INSTRUCTIONS TO FOLLOW.
Copy exactly the lines of the material below that run from the one containing "round-robin across classes." through the one containing "labels.push(class);". Copy no other lines.

INFORMATION.
========================================================================
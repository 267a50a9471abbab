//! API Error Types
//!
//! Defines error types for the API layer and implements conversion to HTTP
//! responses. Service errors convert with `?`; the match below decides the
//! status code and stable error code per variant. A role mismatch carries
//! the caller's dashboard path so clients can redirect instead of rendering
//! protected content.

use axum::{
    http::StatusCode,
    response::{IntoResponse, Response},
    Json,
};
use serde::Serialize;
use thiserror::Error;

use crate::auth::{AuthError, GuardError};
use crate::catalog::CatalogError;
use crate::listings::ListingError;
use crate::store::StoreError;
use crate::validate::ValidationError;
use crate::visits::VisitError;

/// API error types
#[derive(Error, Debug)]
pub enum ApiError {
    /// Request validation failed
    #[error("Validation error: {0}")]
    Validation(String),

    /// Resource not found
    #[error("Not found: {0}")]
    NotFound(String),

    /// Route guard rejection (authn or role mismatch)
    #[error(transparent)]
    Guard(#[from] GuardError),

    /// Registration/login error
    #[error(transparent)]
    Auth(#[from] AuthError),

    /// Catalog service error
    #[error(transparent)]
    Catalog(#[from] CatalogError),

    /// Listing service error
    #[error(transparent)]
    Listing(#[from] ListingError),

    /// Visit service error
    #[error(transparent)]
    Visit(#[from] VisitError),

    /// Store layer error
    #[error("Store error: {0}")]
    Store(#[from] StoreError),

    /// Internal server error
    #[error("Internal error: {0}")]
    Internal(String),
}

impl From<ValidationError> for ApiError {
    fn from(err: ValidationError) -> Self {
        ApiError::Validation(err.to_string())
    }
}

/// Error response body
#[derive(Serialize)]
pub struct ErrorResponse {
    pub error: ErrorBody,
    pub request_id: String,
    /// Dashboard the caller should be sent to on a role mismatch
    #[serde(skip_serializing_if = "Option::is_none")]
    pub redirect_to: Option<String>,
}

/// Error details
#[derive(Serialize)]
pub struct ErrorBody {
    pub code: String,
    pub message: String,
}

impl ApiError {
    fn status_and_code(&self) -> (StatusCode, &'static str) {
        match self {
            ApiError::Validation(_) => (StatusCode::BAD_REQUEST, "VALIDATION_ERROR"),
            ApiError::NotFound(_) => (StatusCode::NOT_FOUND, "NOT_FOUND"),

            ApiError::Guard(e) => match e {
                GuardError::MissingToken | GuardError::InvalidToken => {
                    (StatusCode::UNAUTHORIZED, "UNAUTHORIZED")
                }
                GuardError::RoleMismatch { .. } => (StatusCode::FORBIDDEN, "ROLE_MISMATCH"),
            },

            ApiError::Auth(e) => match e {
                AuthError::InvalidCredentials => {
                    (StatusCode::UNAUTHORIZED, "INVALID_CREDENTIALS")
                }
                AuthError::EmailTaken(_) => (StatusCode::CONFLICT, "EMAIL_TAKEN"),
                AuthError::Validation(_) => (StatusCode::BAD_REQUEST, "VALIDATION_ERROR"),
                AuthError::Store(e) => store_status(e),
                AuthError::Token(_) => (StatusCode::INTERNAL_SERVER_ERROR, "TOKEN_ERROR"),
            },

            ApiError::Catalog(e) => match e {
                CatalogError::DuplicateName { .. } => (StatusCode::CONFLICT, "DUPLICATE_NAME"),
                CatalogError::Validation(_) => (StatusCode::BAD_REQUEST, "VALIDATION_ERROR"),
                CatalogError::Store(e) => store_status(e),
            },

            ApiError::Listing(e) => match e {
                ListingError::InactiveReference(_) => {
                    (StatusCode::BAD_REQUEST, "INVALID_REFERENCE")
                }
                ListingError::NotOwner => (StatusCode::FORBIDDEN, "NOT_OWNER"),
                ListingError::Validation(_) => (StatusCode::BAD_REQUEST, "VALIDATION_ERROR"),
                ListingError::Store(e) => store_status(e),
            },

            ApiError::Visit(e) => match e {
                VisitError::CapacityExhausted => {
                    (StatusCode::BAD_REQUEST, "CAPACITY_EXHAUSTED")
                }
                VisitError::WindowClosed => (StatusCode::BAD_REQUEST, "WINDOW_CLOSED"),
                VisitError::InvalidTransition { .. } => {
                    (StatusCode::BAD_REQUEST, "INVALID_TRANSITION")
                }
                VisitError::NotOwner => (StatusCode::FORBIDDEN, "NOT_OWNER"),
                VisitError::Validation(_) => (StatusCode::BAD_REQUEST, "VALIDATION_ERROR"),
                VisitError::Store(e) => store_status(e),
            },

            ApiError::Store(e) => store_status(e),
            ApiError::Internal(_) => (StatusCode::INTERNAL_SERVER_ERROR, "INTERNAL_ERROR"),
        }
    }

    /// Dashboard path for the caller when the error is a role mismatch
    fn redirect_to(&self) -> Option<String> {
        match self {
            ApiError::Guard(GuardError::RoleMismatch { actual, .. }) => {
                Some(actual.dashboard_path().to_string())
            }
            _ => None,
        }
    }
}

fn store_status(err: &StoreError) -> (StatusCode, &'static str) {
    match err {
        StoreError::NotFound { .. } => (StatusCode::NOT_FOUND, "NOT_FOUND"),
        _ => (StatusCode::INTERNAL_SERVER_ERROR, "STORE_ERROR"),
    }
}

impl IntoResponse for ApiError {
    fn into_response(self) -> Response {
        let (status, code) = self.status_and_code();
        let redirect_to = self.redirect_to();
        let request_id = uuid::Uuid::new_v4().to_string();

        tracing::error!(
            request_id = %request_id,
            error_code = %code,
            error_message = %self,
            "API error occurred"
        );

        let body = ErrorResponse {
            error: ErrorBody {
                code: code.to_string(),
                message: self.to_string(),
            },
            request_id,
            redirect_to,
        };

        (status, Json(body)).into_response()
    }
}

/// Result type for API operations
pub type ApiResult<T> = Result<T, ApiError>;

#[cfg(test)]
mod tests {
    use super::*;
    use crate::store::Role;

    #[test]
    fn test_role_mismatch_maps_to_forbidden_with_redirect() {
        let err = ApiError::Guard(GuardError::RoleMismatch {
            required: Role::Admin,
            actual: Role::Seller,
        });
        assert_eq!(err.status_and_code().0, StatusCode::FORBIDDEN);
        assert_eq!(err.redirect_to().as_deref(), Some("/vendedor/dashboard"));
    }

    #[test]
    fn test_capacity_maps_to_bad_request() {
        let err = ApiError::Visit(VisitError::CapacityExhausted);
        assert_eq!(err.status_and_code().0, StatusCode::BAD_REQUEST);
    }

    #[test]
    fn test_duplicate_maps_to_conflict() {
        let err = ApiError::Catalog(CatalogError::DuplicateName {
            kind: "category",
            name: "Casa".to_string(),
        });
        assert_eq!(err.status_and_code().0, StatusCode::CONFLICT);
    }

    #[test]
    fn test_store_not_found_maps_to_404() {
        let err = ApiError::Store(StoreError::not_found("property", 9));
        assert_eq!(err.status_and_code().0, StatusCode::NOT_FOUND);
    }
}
========================================================================
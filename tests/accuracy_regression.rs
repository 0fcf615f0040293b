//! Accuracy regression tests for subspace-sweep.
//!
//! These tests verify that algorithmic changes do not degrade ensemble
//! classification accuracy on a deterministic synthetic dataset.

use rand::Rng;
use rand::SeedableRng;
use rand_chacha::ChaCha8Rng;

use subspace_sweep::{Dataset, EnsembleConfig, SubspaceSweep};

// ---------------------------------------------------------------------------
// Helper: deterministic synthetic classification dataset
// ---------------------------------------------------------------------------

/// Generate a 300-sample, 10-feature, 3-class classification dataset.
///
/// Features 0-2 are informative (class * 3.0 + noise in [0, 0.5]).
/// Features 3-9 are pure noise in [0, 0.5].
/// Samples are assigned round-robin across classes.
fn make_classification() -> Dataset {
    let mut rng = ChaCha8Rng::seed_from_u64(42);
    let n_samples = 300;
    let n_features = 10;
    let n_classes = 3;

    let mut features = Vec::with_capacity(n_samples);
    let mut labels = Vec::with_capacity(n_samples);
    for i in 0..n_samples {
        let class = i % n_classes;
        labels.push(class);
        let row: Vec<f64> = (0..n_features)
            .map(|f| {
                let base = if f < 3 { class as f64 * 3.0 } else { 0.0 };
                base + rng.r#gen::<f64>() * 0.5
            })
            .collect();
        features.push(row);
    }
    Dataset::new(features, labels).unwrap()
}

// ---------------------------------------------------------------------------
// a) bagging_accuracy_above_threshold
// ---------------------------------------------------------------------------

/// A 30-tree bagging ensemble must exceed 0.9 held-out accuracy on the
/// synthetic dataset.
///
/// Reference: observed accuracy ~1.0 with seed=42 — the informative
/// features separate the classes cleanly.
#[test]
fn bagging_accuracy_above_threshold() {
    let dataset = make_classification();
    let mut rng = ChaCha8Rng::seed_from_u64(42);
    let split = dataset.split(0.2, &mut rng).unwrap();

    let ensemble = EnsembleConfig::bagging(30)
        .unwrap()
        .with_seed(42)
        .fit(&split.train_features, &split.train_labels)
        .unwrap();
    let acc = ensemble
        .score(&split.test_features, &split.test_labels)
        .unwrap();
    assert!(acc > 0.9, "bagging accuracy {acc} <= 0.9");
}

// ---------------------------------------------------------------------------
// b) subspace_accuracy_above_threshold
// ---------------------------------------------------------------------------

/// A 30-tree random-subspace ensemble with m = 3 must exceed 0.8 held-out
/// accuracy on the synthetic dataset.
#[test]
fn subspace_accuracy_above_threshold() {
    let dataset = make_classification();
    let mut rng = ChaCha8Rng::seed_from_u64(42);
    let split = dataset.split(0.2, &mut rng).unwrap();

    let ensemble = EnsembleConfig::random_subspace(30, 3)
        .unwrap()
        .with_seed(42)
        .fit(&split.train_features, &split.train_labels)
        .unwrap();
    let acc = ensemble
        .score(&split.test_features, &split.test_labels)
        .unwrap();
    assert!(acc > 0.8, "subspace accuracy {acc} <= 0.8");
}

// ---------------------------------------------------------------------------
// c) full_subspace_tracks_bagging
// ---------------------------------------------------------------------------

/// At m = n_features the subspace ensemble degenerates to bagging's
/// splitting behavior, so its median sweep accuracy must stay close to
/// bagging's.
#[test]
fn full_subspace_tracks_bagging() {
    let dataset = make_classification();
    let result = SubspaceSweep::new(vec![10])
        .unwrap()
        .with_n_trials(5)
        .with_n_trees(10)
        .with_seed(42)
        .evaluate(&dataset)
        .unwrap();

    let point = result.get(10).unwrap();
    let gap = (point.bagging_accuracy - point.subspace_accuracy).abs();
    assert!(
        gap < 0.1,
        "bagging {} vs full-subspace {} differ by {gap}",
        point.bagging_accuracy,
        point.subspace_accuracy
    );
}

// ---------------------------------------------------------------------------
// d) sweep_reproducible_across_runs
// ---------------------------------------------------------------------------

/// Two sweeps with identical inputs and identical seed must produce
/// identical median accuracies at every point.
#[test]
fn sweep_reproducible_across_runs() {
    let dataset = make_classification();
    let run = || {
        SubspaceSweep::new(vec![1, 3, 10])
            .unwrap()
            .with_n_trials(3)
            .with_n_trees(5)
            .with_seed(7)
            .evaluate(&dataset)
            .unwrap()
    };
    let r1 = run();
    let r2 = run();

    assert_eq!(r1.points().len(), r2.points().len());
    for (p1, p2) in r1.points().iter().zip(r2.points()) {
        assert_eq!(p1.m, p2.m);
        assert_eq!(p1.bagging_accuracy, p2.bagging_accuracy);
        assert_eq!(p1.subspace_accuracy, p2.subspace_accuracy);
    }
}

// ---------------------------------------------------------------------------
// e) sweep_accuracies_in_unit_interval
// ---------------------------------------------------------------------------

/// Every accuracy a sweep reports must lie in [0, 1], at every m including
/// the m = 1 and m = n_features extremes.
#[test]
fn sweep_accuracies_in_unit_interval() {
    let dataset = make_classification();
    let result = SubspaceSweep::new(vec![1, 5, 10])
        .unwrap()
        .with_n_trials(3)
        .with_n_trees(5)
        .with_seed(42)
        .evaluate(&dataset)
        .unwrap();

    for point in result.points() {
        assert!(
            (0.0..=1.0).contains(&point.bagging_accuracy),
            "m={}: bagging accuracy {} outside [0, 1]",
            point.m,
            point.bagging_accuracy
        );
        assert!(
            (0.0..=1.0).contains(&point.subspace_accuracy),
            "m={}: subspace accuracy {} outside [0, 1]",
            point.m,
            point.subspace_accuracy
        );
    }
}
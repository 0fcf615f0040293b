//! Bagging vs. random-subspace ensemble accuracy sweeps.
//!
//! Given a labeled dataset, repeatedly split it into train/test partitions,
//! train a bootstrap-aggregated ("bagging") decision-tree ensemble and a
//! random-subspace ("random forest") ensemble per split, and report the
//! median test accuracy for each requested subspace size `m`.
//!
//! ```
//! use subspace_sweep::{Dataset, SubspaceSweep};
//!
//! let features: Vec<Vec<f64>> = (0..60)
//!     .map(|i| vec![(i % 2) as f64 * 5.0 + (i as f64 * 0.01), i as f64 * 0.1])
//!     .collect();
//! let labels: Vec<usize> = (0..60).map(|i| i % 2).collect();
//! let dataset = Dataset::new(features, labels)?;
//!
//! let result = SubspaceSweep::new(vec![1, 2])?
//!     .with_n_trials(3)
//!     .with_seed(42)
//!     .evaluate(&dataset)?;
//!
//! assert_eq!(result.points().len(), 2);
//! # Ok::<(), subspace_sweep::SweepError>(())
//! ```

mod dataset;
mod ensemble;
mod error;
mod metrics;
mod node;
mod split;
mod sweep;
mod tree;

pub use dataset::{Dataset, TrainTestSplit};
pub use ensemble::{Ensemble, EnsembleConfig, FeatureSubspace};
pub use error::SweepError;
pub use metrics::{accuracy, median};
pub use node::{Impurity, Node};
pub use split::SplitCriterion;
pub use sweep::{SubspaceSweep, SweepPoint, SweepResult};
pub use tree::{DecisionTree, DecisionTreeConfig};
========================================================================
RESPONSE TO THE EXERCISE.
/// Samples are assigned round-robin across classes.
fn make_classification() -> Dataset {
    let mut rng = ChaCha8Rng::seed_from_u64(42);
    let n_samples = 300;
    let n_features = 10;
    let n_classes = 3;

    let mut features = Vec::with_capacity(n_samples);
    let mut labels = Vec::with_capacity(n_samples);
    for i in 0..n_samples {
        let class = i % n_classes;
        labels.push(class);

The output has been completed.